Professor Henry Srebrnik

Monday, July 20, 2020

Pandemic, Protest and Government Overreach


By Henry Srebrnik, [Moncton, NB] Times & Transcript

I wouldn’t call myself a libertarian but I worry that governments have used the opportunity of the coronavirus pandemic to grab too much power. And states rarely voluntarily give these up.

Income tax was originally brought in to cover extraordinary expenses during the First World War in Canada. By 1948 income tax was no longer considered temporary and was replaced with the Income Tax Act.

In an article published June 30 in the C2C Journal, Peter Shawn Taylor cautioned us against bureaucratic overreach.

Public health officials are hard-working and well-meaning, beyond a doubt. Still, writes Taylor, “we should be mindful that whatever accolades they deserve for their current performances are not turned into blank cheques for future innovations and interruptions of normal, daily life once the pandemic finally recedes.” 

These people are not infallible, nor should it be considered heresy to question them. Taylor reminds us that COVID-19 represents the first global quarantine of healthy populations in human history, and it was imposed in dozens of democracies almost entirely by decree, without political debate or formal legislation. 

In Canada, provinces shut themselves off as if they were sovereign jurisdictions. In the United States, though no one prevented Americans coming or going to other states, various personal freedoms were also infringed upon by governments. 

Typical were the remarks made in April by New Jersey governor Phil Murphy, who remarked that he “wasn’t thinking of the Bill of Rights” while implementing social-distancing measures and writing off any constitutional considerations. 

In California, Governor Gavin Newsom said that “science,” not “politics” – that is, voters and their representatives -- would dictate when the state would reopen.

Also that month, New York City’s Hasidic Orthodox Jews ended up at odds with Mayor Bill de Blasio.

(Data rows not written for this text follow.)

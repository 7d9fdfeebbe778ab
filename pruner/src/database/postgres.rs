use super::{DatabaseProbe, DatabaseSettings};
use crate::config::EnvDir;
use crate::constants::queries;
use crate::errors::DatabaseError;
use async_trait::async_trait;
use sqlx::postgres::PgConnection;
use sqlx::{ConnectOptions, Connection};
use tracing::{debug, warn};

/// Opens a new connection for every check and closes it right after.
/// A pooled connection could outlive a failover and report a stale role.
pub struct PostgresProbe {
    settings: DatabaseSettings,
    envdir: Option<EnvDir>,
}

impl PostgresProbe {
    pub fn new(settings: DatabaseSettings, envdir: Option<EnvDir>) -> Self {
        Self { settings, envdir }
    }

    async fn connect(&self) -> Result<PgConnection, DatabaseError> {
        if let Some(envdir) = &self.envdir {
            if let Err(e) = envdir.refresh().await {
                warn!("Could not refresh envdir before connecting: {}", e);
            }
        }

        let params = self
            .settings
            .resolve_from_env()
            .map_err(|e| DatabaseError::ConnectionFailed {
                host: self.settings.host.clone().unwrap_or_default(),
                reason: e.to_string(),
            })?;

        debug!("Connecting to PostgreSQL at {}", params.endpoint());

        let options = params.connect_options();
        options
            .connect()
            .await
            .map_err(|e| DatabaseError::ConnectionFailed {
                host: params.endpoint(),
                reason: e.to_string(),
            })
    }
}

#[async_trait]
impl DatabaseProbe for PostgresProbe {
    async fn ping(&self) -> Result<(), DatabaseError> {
        let mut conn = self.connect().await?;
        let result = sqlx::query(queries::LIVENESS).execute(&mut conn).await;
        close(conn).await;

        result.map(|_| ()).map_err(|e| DatabaseError::QueryFailed {
            query: queries::LIVENESS.to_string(),
            reason: e.to_string(),
        })
    }

    async fn is_primary(&self) -> Result<bool, DatabaseError> {
        let mut conn = self.connect().await?;
        let result = sqlx::query_scalar::<_, bool>(queries::IS_PRIMARY)
            .fetch_one(&mut conn)
            .await;
        close(conn).await;

        result.map_err(|e| DatabaseError::QueryFailed {
            query: queries::IS_PRIMARY.to_string(),
            reason: e.to_string(),
        })
    }
}

async fn close(conn: PgConnection) {
    if let Err(e) = conn.close().await {
        debug!("Error while closing PostgreSQL connection: {}", e);
    }
}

He personally joined in the dispersal of a crowd that had gathered at the funeral for a revered rabbi, and then tweeted that “my message to the Jewish community, and all communities, is this simple: the time for warnings has passed.” His Parks Department shut public parks populated by Orthodox Jews.

When conservative anti-lockdown protesters gathered on state capitol steps in places like Columbus, Ohio, and Lansing, Michigan, in April and May, epidemiologists scolded them and forecast surging infections.

But after months of warnings by health officials about gatherings and social distancing, describing those who chafed at the restrictions as selfish fools, it all went out the window in the mass anti-racism protests that involved tens of thousands of marchers that began in late May after George Floyd was murdered by a police officer in Minneapolis.

Suddenly, many public health officials decided social justice mattered more than social distance. “In this moment the public health risks of not protesting to demand an end to systemic racism greatly exceed the harms of the virus,” Jennifer Nuzzo, a Johns Hopkins University epidemiologist, tweeted in early June.

 “The injustice that’s evident to everyone right now needs to be addressed,” Abraar Karan, a doctor at Brigham and Women’s Hospital in Boston, remarked, condoning the marches. 

More than 1,300 public health officials signed a May 30 letter of support, and many joined the protests. They urged Americans to adopt a “consciously anti-racist” stance and framed the difference between the anti-lockdown demonstrators and the protesters in moral, ideological and racial terms.

Others were conflicted. “Instinctively, many of us in public health feel a strong desire to act against accumulated generations of racial injustice,” Dr. Mark Lurie, a professor of epidemiology at Brown University, stated. “But we have to be honest: A few weeks before, we were criticizing protesters for arguing to open up the economy.”

The overnight change in views was indeed disorienting. Why should anyone take public health experts seriously, if it turns out their political convictions, no matter how well-meaning, trump their supposed fealty to science?

Meanwhile, Mayor de Blasio said on July 9 he is permitting Black Lives Matter protesters to continue marching through city streets while canceling all other events through September.  The mayor said the demonstrators' calls for social justice were too important to stop.

Anyhow, the rights of citizens in a liberal democracy are worthless if they can be suspended, or reintroduced, at a moment’s notice, depending on ideological convictions.